CAPTCHA does not keep spammers out
I currently use re-CAPTCHA (by Google) on my zenorsoft.com forum, where currently there are 1,500 spam messages sitting in the queue waiting to be deleted. (I delete these every couple of weeks when I have the time…)
Eternal Truth Ministry was getting hit with so much spam even with CAPTCHA enabled that I had to add a lot of extra safeguards to prevent the spam. I currently have at least a half dozen wordpress plugins just to fight the spam, and it finally seems to be working. I only get about two or three spam messages a month.
CAPTCHA does not easily let humans in
I have run into several CAPTCHA implementations that are nearly impossible to read. One of the best systems I have seen is re-captcha, or at least used to be. Take a look at these two sets of words that re-captcha gave me to solve.

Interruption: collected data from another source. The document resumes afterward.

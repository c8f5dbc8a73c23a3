//! NestFiler File System Abstraction Layer
//!
//! Provides a unified interface over the physical file system and archives
//! nested to any depth:
//! - NestedPath: a traversal through archive boundaries
//! - ArchiveExtractor: indexed, read-only access to one archive
//! - ExtractorProvider: LRU cache of open archives keyed by nesting prefix
//! - ExtractedFileCollector: reference-counted temp copies of archive entries
//! - VirtualFileSystem: the façade dispatching between the above

mod archive;
mod browser;
mod cancel;
mod collector;
mod encoding;
mod nested_path;
mod options;
mod provider;
mod vfs;

pub use archive::{
    is_archive_extension, is_archive_name, ArchiveExtractor, ArchiveFormat, EntryHandle, EntryRef,
};
pub use browser::{is_root, list_drives};
pub use collector::{ExtractedFile, ExtractedFileCollector};
pub use encoding::{
    decode_bytes, decoder_for_locale, detect_encoding, hint_from_locale_name,
    system_encoding_hint, DetectingDecoder, EncodingHint, EntryNameDecoder,
    FormatDefaultDecoder, LegacyCodepageDecoder, NameEncoding,
};
pub use nested_path::{NestedPath, SEGMENT_SEPARATOR};
pub use options::VfsOptions;
pub use provider::{ExtractorProvider, ProviderStats, DEFAULT_EXTRACTOR_CAPACITY};
pub use vfs::{EntryKind, VfsEntry, VfsStats, VirtualFileSystem};

use std::path::Path;
use thiserror::Error;

/// File system errors
#[derive(Error, Debug)]
pub enum FsError {
    #[error("IO error: {0}")]
    Io(#[from] std::io::Error),

    #[error("Path not found: {0}")]
    NotFound(String),

    #[error("Invalid path: {0}")]
    InvalidPath(String),

    #[error("Unsupported format: {0}")]
    UnsupportedFormat(String),

    #[error("Corrupt archive: {0}")]
    CorruptArchive(String),

    #[error("Archive error: {0}")]
    Archive(String),

    #[error("Operation cancelled")]
    Cancelled,
}

/// Coarse error taxonomy shared with callers
#[derive(Debug, Clone, Copy, PartialEq, Eq)]
pub enum FsErrorKind {
    NotFound,
    InvalidPath,
    UnsupportedFormat,
    Cancelled,
    Io,
    CorruptArchive,
}

impl FsError {
    /// Map an I/O error, turning `NotFound` into the typed variant
    pub fn from_io(e: std::io::Error, path: &Path) -> Self {
        match e.kind() {
            std::io::ErrorKind::NotFound => FsError::NotFound(path.display().to_string()),
            _ => FsError::Io(e),
        }
    }

    pub fn kind(&self) -> FsErrorKind {
        match self {
            FsError::NotFound(_) => FsErrorKind::NotFound,
            FsError::InvalidPath(_) => FsErrorKind::InvalidPath,
            FsError::UnsupportedFormat(_) => FsErrorKind::UnsupportedFormat,
            FsError::CorruptArchive(_) => FsErrorKind::CorruptArchive,
            FsError::Cancelled => FsErrorKind::Cancelled,
            FsError::Io(_) | FsError::Archive(_) => FsErrorKind::Io,
        }
    }
}

pub type Result<T> = std::result::Result<T, FsError>;
//! Virtual File System: physical paths and archive contents behind one API
//!
//! Depth-1 paths go straight to the file system. Deeper paths resolve the
//! archive addressed by all segments but the last through the
//! [`ExtractorProvider`] and query the last segment inside it.

use crate::archive::is_archive_name;
use crate::browser::{self, PhysicalEntry};
use crate::cancel::copy_cancellable;
use crate::collector::{ExtractedFile, ExtractedFileCollector};
use crate::provider::{ExtractorProvider, ProviderStats};
use crate::{ArchiveExtractor, FsError, NestedPath, Result, VfsOptions};
use chrono::{DateTime, Utc};
use serde::{Deserialize, Serialize};
use std::future::Future;
use std::io::Write;
use std::sync::{Arc, Weak};
use std::time::Duration;
use tokio_util::sync::CancellationToken;

#[derive(Debug, Clone, Copy, PartialEq, Eq, Hash, Serialize, Deserialize)]
#[serde(rename_all = "snake_case")]
pub enum EntryKind {
    File,
    Directory,
}

/// Entry in the virtual file system; doubles as the file/directory handle
/// passed to thumbnail generators
#[derive(Debug, Clone, PartialEq, Eq, Serialize, Deserialize)]
pub struct VfsEntry {
    pub path: NestedPath,
    /// Display name (last path element)
    pub name: String,
    pub kind: EntryKind,
    /// Size in bytes (0 for directories)
    pub size: u64,
    pub modified: DateTime<Utc>,
}

impl VfsEntry {
    pub fn is_dir(&self) -> bool {
        self.kind == EntryKind::Directory
    }

    /// A file whose extension marks it as browsable archive
    pub fn is_archive(&self) -> bool {
        self.kind == EntryKind::File
            && is_archive_name(self.path.file_name())
    }

    fn from_physical(entry: PhysicalEntry) -> Result<Self> {
        let path = NestedPath::physical(&entry.path)?;
        Ok(Self {
            name: path.file_name().to_string(),
            kind: if entry.is_dir { EntryKind::Directory } else { EntryKind::File },
            size: entry.size,
            modified: entry
                .modified
                .unwrap_or_else(|| DateTime::<Utc>::from(std::time::UNIX_EPOCH)),
            path,
        })
    }

    fn from_archive(path: NestedPath, extractor: &ArchiveExtractor) -> Result<Self> {
        let inner = path.last_segment();
        let kind = if extractor.is_file(inner) {
            EntryKind::File
        } else if extractor.is_directory(inner) {
            EntryKind::Directory
        } else {
            return Err(FsError::NotFound(path.to_string()));
        };

        Ok(Self {
            name: path.file_name().to_string(),
            size: if kind == EntryKind::File { extractor.size(inner)? } else { 0 },
            modified: extractor.last_write_time(inner)?,
            kind,
            path,
        })
    }
}

/// Cache statistics
#[derive(Debug, Clone, Copy, PartialEq, Eq)]
pub struct VfsStats {
    pub provider: ProviderStats,
    pub extracted_files: usize,
}

struct VfsCore {
    provider: Arc<ExtractorProvider>,
    collector: ExtractedFileCollector,
}

impl VfsCore {
    /// Split a deep path into (archive prefix, in-archive path)
    fn split(path: &NestedPath) -> Option<(NestedPath, &str)> {
        path.parent().map(|prefix| (prefix, path.last_segment()))
    }

    fn exists(&self, path: &NestedPath) -> Result<bool> {
        let Some((archive, inner)) = Self::split(path) else {
            return Ok(path.physical_path().exists());
        };

        match self.provider.with_extractor(&archive, |ex| Ok(ex.exists(inner))) {
            Ok(found) => Ok(found),
            Err(FsError::NotFound(_)) | Err(FsError::UnsupportedFormat(_)) => Ok(false),
            Err(e) => Err(e),
        }
    }

    fn is_directory(&self, path: &NestedPath) -> Result<bool> {
        let Some((archive, inner)) = Self::split(path) else {
            return Ok(path.physical_path().is_dir());
        };
        self.provider
            .with_extractor(&archive, |ex| Ok(ex.is_directory(inner)))
    }

    fn stat(&self, path: &NestedPath) -> Result<VfsEntry> {
        let Some((archive, _)) = Self::split(path) else {
            let entry = PhysicalEntry::from_path(path.physical_path().to_path_buf())?;
            return VfsEntry::from_physical(entry);
        };
        self.provider
            .with_extractor(&archive, |ex| VfsEntry::from_archive(path.clone(), ex))
    }

    fn list_files(&self, dir: &NestedPath) -> Result<Vec<NestedPath>> {
        self.list_kind(dir, EntryKind::File)
    }

    fn list_directories(&self, dir: &NestedPath) -> Result<Vec<NestedPath>> {
        self.list_kind(dir, EntryKind::Directory)
    }

    fn list_kind(&self, dir: &NestedPath, kind: EntryKind) -> Result<Vec<NestedPath>> {
        let mut paths = match Self::split(dir) {
            None => browser::read_children(dir.physical_path())?
                .into_iter()
                .filter(|e| e.is_dir == (kind == EntryKind::Directory))
                .map(|e| NestedPath::physical(&e.path))
                .collect::<Result<Vec<_>>>()?,
            Some((archive, inner)) => self.provider.with_extractor(&archive, |ex| {
                if !ex.is_directory(inner) {
                    return Err(FsError::NotFound(dir.to_string()));
                }
                let children = match kind {
                    EntryKind::File => ex.list_files(inner),
                    EntryKind::Directory => ex.list_directories(inner),
                };
                children.iter().map(|child| archive.combine(child)).collect()
            })?,
        };

        paths.sort();
        Ok(paths)
    }

    /// Directories first, each group in path order
    fn list(&self, dir: &NestedPath) -> Result<Vec<VfsEntry>> {
        let mut entries = match Self::split(dir) {
            None => browser::read_children(dir.physical_path())?
                .into_iter()
                .map(VfsEntry::from_physical)
                .collect::<Result<Vec<_>>>()?,
            Some((archive, inner)) => self.provider.with_extractor(&archive, |ex| {
                if !ex.is_directory(inner) {
                    return Err(FsError::NotFound(dir.to_string()));
                }
                let dirs = ex.list_directories(inner);
                let files = ex.list_files(inner);
                dirs.iter()
                    .chain(files.iter())
                    .map(|child| VfsEntry::from_archive(archive.combine(child)?, ex))
                    .collect()
            })?,
        };

        entries.sort_by(|a, b| {
            b.is_dir()
                .cmp(&a.is_dir())
                .then_with(|| a.path.cmp(&b.path))
        });
        Ok(entries)
    }

    fn read_to(&self, path: &NestedPath, sink: &mut dyn Write) -> Result<u64> {
        let Some((archive, inner)) = Self::split(path) else {
            let physical = path.physical_path();
            let mut file =
                std::fs::File::open(physical).map_err(|e| FsError::from_io(e, physical))?;
            return Ok(std::io::copy(&mut file, sink)?);
        };
        self.provider
            .with_extractor(&archive, |ex| ex.extract_to(inner, sink))
    }

    fn size(&self, path: &NestedPath) -> Result<u64> {
        Ok(self.stat(path)?.size)
    }

    fn last_write_time(&self, path: &NestedPath) -> Result<DateTime<Utc>> {
        Ok(self.stat(path)?.modified)
    }

    fn try_extract_file(
        &self,
        path: &NestedPath,
        cancel: &CancellationToken,
    ) -> Result<Option<ExtractedFile>> {
        if path.depth() == 1 {
            return Ok(None);
        }
        self.collector.acquire(path, cancel).map(Some)
    }

    fn shrink(&self) {
        let evicted = self.provider.shrink();
        let swept = self.collector.sweep();
        if evicted > 0 || swept > 0 {
            tracing::debug!("VFS shrink: {} extractors evicted, {} files swept", evicted, swept);
        }
    }

    fn dispose(&self) {
        self.collector.dispose_all();
        self.provider.clear();
    }
}

/// Virtual File System façade
///
/// Owns its extractor cache and extracted-file collector; a background task
/// shrinks both on a fixed interval until [`VirtualFileSystem::shutdown`] or
/// drop.
pub struct VirtualFileSystem {
    core: Arc<VfsCore>,
    shutdown: CancellationToken,
}

impl VirtualFileSystem {
    /// Create the file system; the shrink loop starts when called inside a
    /// tokio runtime
    pub fn new(options: &VfsOptions) -> Self {
        let provider = Arc::new(ExtractorProvider::new(
            options.extractor_capacity,
            options.temp_dir.clone(),
            options.zip_name_encoding.decoder(),
        ));
        let collector = ExtractedFileCollector::new(provider.clone(), options.temp_dir.clone());
        let core = Arc::new(VfsCore { provider, collector });
        let shutdown = CancellationToken::new();

        match tokio::runtime::Handle::try_current() {
            Ok(handle) => {
                handle.spawn(shrink_loop(
                    Arc::downgrade(&core),
                    options.shrink_interval(),
                    shutdown.clone(),
                ));
            }
            Err(_) => tracing::warn!("No tokio runtime; VFS shrink loop not started"),
        }

        tracing::info!("VFS initialized (temp dir {:?})", options.temp_dir);
        Self { core, shutdown }
    }

    async fn blocking<R, F>(&self, f: F) -> Result<R>
    where
        R: Send + 'static,
        F: FnOnce(&VfsCore) -> Result<R> + Send + 'static,
    {
        let core = self.core.clone();
        tokio::task::spawn_blocking(move || f(&core))
            .await
            .map_err(|e| FsError::Io(std::io::Error::new(std::io::ErrorKind::Other, e)))?
    }

    pub async fn exists(&self, path: &NestedPath) -> Result<bool> {
        let path = path.clone();
        self.blocking(move |core| core.exists(&path)).await
    }

    pub async fn is_directory(&self, path: &NestedPath) -> Result<bool> {
        let path = path.clone();
        self.blocking(move |core| core.is_directory(&path)).await
    }

    /// File or directory handle with size and timestamp
    pub async fn stat(&self, path: &NestedPath) -> Result<VfsEntry> {
        let path = path.clone();
        self.blocking(move |core| core.stat(&path)).await
    }

    /// Files directly inside `dir`, sorted
    pub async fn list_files(&self, dir: &NestedPath) -> Result<Vec<NestedPath>> {
        let dir = dir.clone();
        self.blocking(move |core| core.list_files(&dir)).await
    }

    /// Directories directly inside `dir`, sorted
    pub async fn list_directories(&self, dir: &NestedPath) -> Result<Vec<NestedPath>> {
        let dir = dir.clone();
        self.blocking(move |core| core.list_directories(&dir)).await
    }

    /// Directories then files directly inside `dir`
    pub async fn list(&self, dir: &NestedPath) -> Result<Vec<VfsEntry>> {
        let dir = dir.clone();
        self.blocking(move |core| core.list(&dir)).await
    }

    pub async fn size(&self, path: &NestedPath) -> Result<u64> {
        let path = path.clone();
        self.blocking(move |core| core.size(&path)).await
    }

    pub async fn last_write_time(&self, path: &NestedPath) -> Result<DateTime<Utc>> {
        let path = path.clone();
        self.blocking(move |core| core.last_write_time(&path)).await
    }

    /// Read a whole file into memory
    ///
    /// Cancellation returns at once; the blocking copy stops at its next
    /// chunk.
    pub async fn read(&self, path: &NestedPath, cancel: &CancellationToken) -> Result<Vec<u8>> {
        let path = path.clone();
        let token = cancel.clone();
        cancellable(
            cancel,
            self.blocking(move |core| {
                let mut buffer = Vec::new();
                copy_cancellable(&token, &mut buffer, |sink| core.read_to(&path, sink))?;
                Ok(buffer)
            }),
        )
        .await
    }

    /// Physical copy of an in-archive file; `None` for depth-1 paths, which
    /// already are physical files
    pub async fn try_extract_file(
        &self,
        path: &NestedPath,
        cancel: &CancellationToken,
    ) -> Result<Option<ExtractedFile>> {
        let path = path.clone();
        let token = cancel.clone();
        cancellable(
            cancel,
            self.blocking(move |core| core.try_extract_file(&path, &token)),
        )
        .await
    }

    /// Platform roots as depth-1 paths
    pub fn roots(&self) -> Vec<NestedPath> {
        browser::list_drives()
            .into_iter()
            .filter_map(|root| NestedPath::physical(root).ok())
            .collect()
    }

    /// Run one shrink sweep now
    pub async fn shrink(&self) -> Result<()> {
        self.blocking(|core| {
            core.shrink();
            Ok(())
        })
        .await
    }

    pub fn provider(&self) -> &Arc<ExtractorProvider> {
        &self.core.provider
    }

    pub fn stats(&self) -> VfsStats {
        VfsStats {
            provider: self.core.provider.stats(),
            extracted_files: self.core.collector.len(),
        }
    }

    /// Stop the shrink loop and release every held archive and temp file
    pub fn shutdown(&self) {
        self.shutdown.cancel();
        self.core.dispose();
        tracing::info!("VFS shut down");
    }
}

impl Drop for VirtualFileSystem {
    fn drop(&mut self) {
        self.shutdown.cancel();
    }
}

/// Race `fut` against the cancellation token
async fn cancellable<R>(
    cancel: &CancellationToken,
    fut: impl Future<Output = Result<R>>,
) -> Result<R> {
    tokio::select! {
        biased;
        _ = cancel.cancelled() => Err(FsError::Cancelled),
        result = fut => result,
    }
}

async fn shrink_loop(core: Weak<VfsCore>, interval: Duration, shutdown: CancellationToken) {
    let mut ticker = tokio::time::interval(interval);
    ticker.set_missed_tick_behavior(tokio::time::MissedTickBehavior::Delay);
    // the first tick completes immediately
    ticker.tick().await;

    loop {
        tokio::select! {
            _ = shutdown.cancelled() => break,
            _ = ticker.tick() => {}
        }

        let Some(core) = core.upgrade() else {
            break;
        };
        if let Err(e) = tokio::task::spawn_blocking(move || core.shrink()).await {
            tracing::warn!("VFS shrink task failed: {}", e);
        }
    }

    tracing::debug!("VFS shrink loop stopped");
}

Are there actually two words in either of those?
We obviously need some way to fight spam (make it a capital offense?), but the current systems of capthca images just does not cut it. Many people have a hard time with it, while for others it is downright impossible.
I did find an interesting and fairly simple captcha solution for phpBB forums that I use for ETM called People Sign. There is an image shown, and then you select the image from a list of six below that most look like it. Then you do it a second time. That is pretty simple, and has seemed to keep the spammers out for the most part (I still have about one spam message per day post on the forum).
But the problem is that nobody expects that to be a captcha. People would rather see the distorted words, because that is what we have gotten used to. I have gotten several support requests on the forum from people who could not register because they did not attempt the People Sign captcha, because they just thought it was an add or something.
So while there are solutions out there that try to solve the traditional captcha problem, since it is unique and unexpected, people ignore it.
Do you have any suggestions for systems that work to keep spam out but let the humans in?